Return the lines below that contain "blocking".

[Start of Attachment]

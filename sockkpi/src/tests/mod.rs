mod lifecycle;
mod queue;
mod support;
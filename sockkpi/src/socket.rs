//! # Socket Object
//!
//! ## Purpose
//!
//! The lock-guarded connection record shared by the owning descriptor, the accept queue of a
//! listener and any registered upcall context.
//!
//! ## How it works
//!
//! `Socket` is a cloneable handle over `Arc<Shared>`. Immutable parts (kind, handler, the
//! stack environment) live directly in `Shared`; everything that changes lives in `SockCore`
//! behind a non-reentrant `Mutex`, paired with one `Condvar` on which every blocking
//! operation parks. Waits are re-check loops: a waiter captures the generation counters it
//! cares about, parks, and re-evaluates its predicate on every wake-up, so spurious and stale
//! wake-ups are harmless.
//!
//! Handler calls go through `with_unlocked`, which drops the guard for the duration of the
//! call and hands back a fresh one. The caller re-validates with `SockCore::check_alive`
//! because the socket may have been destroyed or made defunct in between.
//!
//! ## Main components
//!
//! - `Socket`, `WeakSocket`: strong and weak handles.
//! - `SockCore`: the guarded state, with read-only accessors for locked upcalls.
//! - `SockState`, `SockBuf`, `BufFlags`, `OptFlags`: pieces of the guarded state.
//! - `Wait`: the terminal conditions shared by every blocking wait.

use crate::accept_queue::AcceptQueue;
use crate::addr::{SockAddr, SockKind};
use crate::config::Settings;
use crate::error::{SockError, SockResult};
use crate::proto::ProtocolHandler;
use crate::tclass::TrafficClass;
use crate::upcall::Upcalls;
use bitflags::bitflags;
use static_assertions::{assert_impl_all, const_assert_eq};
use std::fmt;
use std::sync::atomic::{AtomicU64, Ordering};
use std::sync::{Arc, Condvar, Mutex, MutexGuard, PoisonError, Weak};
use std::thread::ThreadId;
use std::time::{Duration, Instant};

/// References every live socket holds: the descriptor slot and the protocol attachment.
pub const BASE_REFS: u32 = 2;

const_assert_eq!(BASE_REFS, 2);
assert_impl_all!(Socket: Send, Sync, Clone);

pub(crate) type CoreGuard<'a> = MutexGuard<'a, SockCore>;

[End of Attachment]

> RESPONSE BOX
//! behind a non-reentrant `Mutex`, paired with one `Condvar` on which every blocking
//! - `Wait`: the terminal conditions shared by every blocking wait.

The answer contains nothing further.